Note about Ipsen´s three steps to globalize its fast growing specialist care business

On June 5, 2008 Ipsen announced that it had taken significant steps forward in building a fully fledged commercial presence in North America. In the field of endocrinology, Ipsen entered into a definitive merger agreement by which it would acquire all of the publicly held shares of Tercica, Inc. it did not own. This transaction closed on October 16, 2008. In the field of neuromuscular disorders, the Group signed an agreement with Vernalis Ltd. to acquire its US operations, Ipsen´s future platform for the launch of Dysport®, and the rights to market Apokyn®, a treatment for "off" episodes in moderate to severe Parkinson´s Disease. This transaction closed on July 1, 2008. In the field of hematology, Ipsen entered into a purchase agreement with Octagen to acquire all its OBI-1 related assets, a recombinant porcine Factor VIII, to fully control its future development. This transaction closed on July 17, 2008.

About Ipsen

Ipsen is an innovation-driven international specialty pharmaceutical group with over 20 products on the market and a total worldwide staff of nearly 4,000. Its development strategy is based on a combination of specialty products, which are growth drivers, in targeted therapeutic areas (oncology, endocrinology and neuromuscular disorders), and primary care products which contribute significantly to its research financing. The location of its four Research & Development centres (Paris, Boston, Barcelona, London) and its peptide and protein engineering platform give the Group a competitive edge in gaining access to leading university research teams and highly qualified personnel. More than 700 people in R&D are dedicated to the discovery and development of innovative drugs for patient care. This strategy is also supported by an active policy of partnerships. In 2007, Research and Development expenditure was about €185 million, in excess of 20% of consolidated sales, which amounted to €920.5 million while total revenues amounted to €993.8 million. Ipsen´s shares are traded on Segment A of Euronext Paris (stock code: IPN, ISIN code: FR0010259150). Ipsen´s shares are eligible to the "Service de Règlement Différé" ("SRD") and the Group is part of the SBF 120 index. For more information on Ipsen, visit our website at www.ipsen.com

Forward-looking statements

The forward-looking statements, objectives and targets contained herein are based on the Group´s management strategy, current views and assumptions. Such statements involve known and unknown risks and uncertainties that may cause actual results, performance or events to differ materially from those anticipated herein. Moreover, the targets described in this document were prepared without taking into account external growth assumptions, as announced on June 5, 2008 and potential future acquisitions, which may alter these parameters. These objectives are based on data and assumptions regarded as reasonable by the Group. These targets depend on conditions or facts likely to happen in the future, and not exclusively on historical data.

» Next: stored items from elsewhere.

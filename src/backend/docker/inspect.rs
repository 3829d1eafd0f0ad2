//! Parsing of `docker inspect` container state

use crate::backend::EngineError;
use crate::core::ProcessState;
use serde::Deserialize;

/// Go template printing a container's `.State` as JSON
pub const STATE_FORMAT: &str = "{{json .State}}";

#[derive(Debug, Deserialize)]
struct ContainerState {
    #[serde(rename = "Running", default)]
    running: bool,

    #[serde(rename = "ExitCode", default)]
    exit_code: i64,

    #[serde(rename = "OOMKilled", default)]
    oom_killed: bool,
}

/// Parse the output of `docker inspect --format '{{json .State}}'`
pub fn parse_state(json: &str) -> Result<ProcessState, EngineError> {
    let state: ContainerState = serde_json::from_str(json.trim())
        .map_err(|e| EngineError::Protocol(format!("invalid container state: {}", e)))?;

    Ok(ProcessState {
        exited: !state.running,
        exit_code: state.exit_code,
        oom_killed: state.oom_killed,
    })
}
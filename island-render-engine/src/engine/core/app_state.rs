use bevy::prelude::*;

use crate::engine::loading::progress::LoadingProgress;

#[derive(Debug, Clone, Copy, Default, Eq, PartialEq, Hash, States)]
pub enum AppState {
    /// Manifest, sub-scenes and cameras are still in flight.
    #[default]
    Loading,
    /// Every load settled, loaded or failed.
    Running,
}

/// Frame phases shared by every plugin. Configured as a chain in `create_app`.
#[derive(SystemSet, Debug, Clone, PartialEq, Eq, Hash)]
pub enum FrameSet {
    /// Loading, pointer tracking and incoming RPC requests.
    Input,
    /// Active camera switch and parallax tilt.
    Camera,
    /// Hit-testing, hover, clicks and the effects they produce.
    Interaction,
    /// Overlays, outlines, UI and outgoing notifications.
    Presentation,
}

pub fn transition_to_running(
    loading_progress: Res<LoadingProgress>,
    mut next_state: ResMut<NextState<AppState>>,
) {
    if loading_progress.is_settled() {
        info!(
            "→ Loading settled ({} scenes loaded, {} failed), transitioning to Running state",
            loading_progress.loaded_scenes().len(),
            loading_progress.failures().len()
        );
        next_state.set(AppState::Running);
    }
}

Actual results may depart significantly from these targets given the occurrence of certain risks and uncertainties. The Group does not commit nor gives any guarantee that it will meet the targets mentioned above. Furthermore, the Research and Development process involves several stages at each of which there is a substantial risk that the Group will fail to achieve its objectives and be forced to abandon its efforts in respect of a product in which it has invested significant sums. Therefore, the Group cannot be certain that favorable results obtained during pre-clinical trials will be confirmed subsequently during clinical trials, or that the results of clinical trials will be sufficient to demonstrate the safe and effective nature of the product concerned. The Group expressly disclaims any obligation or undertaking to update or revise any forward looking statements, targets or estimates contained in this press release to reflect any change in events, conditions, assumptions or circumstances on which any such statements are based, unless so required by applicable law. The Group´s business is subject to the risk factors outlined in its registration documents filed with the French Autorité des Marchés Financiers.